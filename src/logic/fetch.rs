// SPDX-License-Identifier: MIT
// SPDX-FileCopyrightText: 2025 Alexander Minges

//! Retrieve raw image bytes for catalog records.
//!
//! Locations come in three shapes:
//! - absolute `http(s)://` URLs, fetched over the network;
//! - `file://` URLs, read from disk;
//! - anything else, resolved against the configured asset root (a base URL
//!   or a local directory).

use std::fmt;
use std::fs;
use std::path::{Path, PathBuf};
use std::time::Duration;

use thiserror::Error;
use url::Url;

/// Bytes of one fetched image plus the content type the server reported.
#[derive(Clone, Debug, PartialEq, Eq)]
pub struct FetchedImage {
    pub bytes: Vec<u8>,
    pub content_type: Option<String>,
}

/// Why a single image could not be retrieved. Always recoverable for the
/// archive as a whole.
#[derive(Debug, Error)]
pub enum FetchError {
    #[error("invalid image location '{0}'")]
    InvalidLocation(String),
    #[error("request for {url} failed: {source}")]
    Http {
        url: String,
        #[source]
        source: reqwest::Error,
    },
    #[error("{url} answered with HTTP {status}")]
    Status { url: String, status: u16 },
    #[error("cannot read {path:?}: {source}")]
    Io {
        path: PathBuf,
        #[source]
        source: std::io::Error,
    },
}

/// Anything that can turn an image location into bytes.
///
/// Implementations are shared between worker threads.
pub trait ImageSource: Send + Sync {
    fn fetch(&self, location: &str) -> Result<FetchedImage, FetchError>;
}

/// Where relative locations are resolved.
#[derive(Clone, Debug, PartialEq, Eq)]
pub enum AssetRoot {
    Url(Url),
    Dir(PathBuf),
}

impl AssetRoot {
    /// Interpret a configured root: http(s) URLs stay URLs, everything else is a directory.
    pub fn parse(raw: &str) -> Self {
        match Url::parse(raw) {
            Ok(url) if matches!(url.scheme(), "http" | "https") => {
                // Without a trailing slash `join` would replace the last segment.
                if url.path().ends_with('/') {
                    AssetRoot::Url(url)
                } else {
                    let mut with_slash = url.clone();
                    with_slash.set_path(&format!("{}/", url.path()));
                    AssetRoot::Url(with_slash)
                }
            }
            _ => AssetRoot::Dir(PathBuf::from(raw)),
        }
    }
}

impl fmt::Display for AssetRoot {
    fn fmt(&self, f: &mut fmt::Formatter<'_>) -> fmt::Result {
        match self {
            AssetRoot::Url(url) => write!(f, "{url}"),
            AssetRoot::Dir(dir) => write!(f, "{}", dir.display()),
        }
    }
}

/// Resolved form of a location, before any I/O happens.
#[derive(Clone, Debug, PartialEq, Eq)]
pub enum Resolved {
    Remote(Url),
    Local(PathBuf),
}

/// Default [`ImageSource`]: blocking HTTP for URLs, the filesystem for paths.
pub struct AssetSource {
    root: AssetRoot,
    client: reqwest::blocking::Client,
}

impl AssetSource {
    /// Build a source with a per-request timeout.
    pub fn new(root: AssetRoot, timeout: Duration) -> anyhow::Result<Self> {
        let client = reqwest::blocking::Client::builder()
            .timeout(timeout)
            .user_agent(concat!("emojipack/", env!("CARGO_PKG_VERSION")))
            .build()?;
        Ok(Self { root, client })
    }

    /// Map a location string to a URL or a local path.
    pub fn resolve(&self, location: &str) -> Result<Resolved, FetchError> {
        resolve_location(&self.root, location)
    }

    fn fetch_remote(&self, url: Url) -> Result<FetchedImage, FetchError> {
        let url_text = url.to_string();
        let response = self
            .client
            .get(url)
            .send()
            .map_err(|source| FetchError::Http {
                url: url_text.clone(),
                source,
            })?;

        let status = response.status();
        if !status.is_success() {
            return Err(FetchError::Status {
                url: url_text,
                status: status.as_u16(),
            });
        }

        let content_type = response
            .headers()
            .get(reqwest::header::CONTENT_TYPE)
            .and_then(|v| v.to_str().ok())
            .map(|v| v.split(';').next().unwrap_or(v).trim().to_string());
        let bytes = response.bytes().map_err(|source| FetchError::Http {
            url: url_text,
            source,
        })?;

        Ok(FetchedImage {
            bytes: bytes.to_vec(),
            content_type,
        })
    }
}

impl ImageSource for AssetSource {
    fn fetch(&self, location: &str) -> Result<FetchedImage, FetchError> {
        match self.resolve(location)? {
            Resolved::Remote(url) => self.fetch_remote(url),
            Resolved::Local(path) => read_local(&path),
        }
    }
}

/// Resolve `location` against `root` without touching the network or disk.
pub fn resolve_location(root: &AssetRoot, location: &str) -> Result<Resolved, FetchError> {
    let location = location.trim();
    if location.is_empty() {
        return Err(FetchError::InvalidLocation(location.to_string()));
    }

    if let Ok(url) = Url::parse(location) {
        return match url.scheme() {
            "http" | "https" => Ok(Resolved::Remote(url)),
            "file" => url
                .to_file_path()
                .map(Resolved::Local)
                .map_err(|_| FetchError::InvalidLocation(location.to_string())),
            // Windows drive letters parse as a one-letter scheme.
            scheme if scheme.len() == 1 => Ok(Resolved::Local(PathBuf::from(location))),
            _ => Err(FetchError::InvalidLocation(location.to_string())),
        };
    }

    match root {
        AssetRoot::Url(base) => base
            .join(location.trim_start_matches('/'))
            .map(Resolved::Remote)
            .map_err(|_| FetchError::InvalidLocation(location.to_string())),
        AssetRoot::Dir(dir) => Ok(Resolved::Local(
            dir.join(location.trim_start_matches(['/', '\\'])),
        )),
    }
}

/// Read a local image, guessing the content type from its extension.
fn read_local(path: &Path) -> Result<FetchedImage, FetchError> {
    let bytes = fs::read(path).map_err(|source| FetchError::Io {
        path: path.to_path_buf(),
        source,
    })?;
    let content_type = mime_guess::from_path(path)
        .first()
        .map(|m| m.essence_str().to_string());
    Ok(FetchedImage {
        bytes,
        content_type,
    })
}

■ BRIEF: The string "base" shows up in some lines of the listing. Copy each such line.

■ ANSWER SPACE:
//! - anything else, resolved against the configured asset root (a base URL
        AssetRoot::Url(base) => base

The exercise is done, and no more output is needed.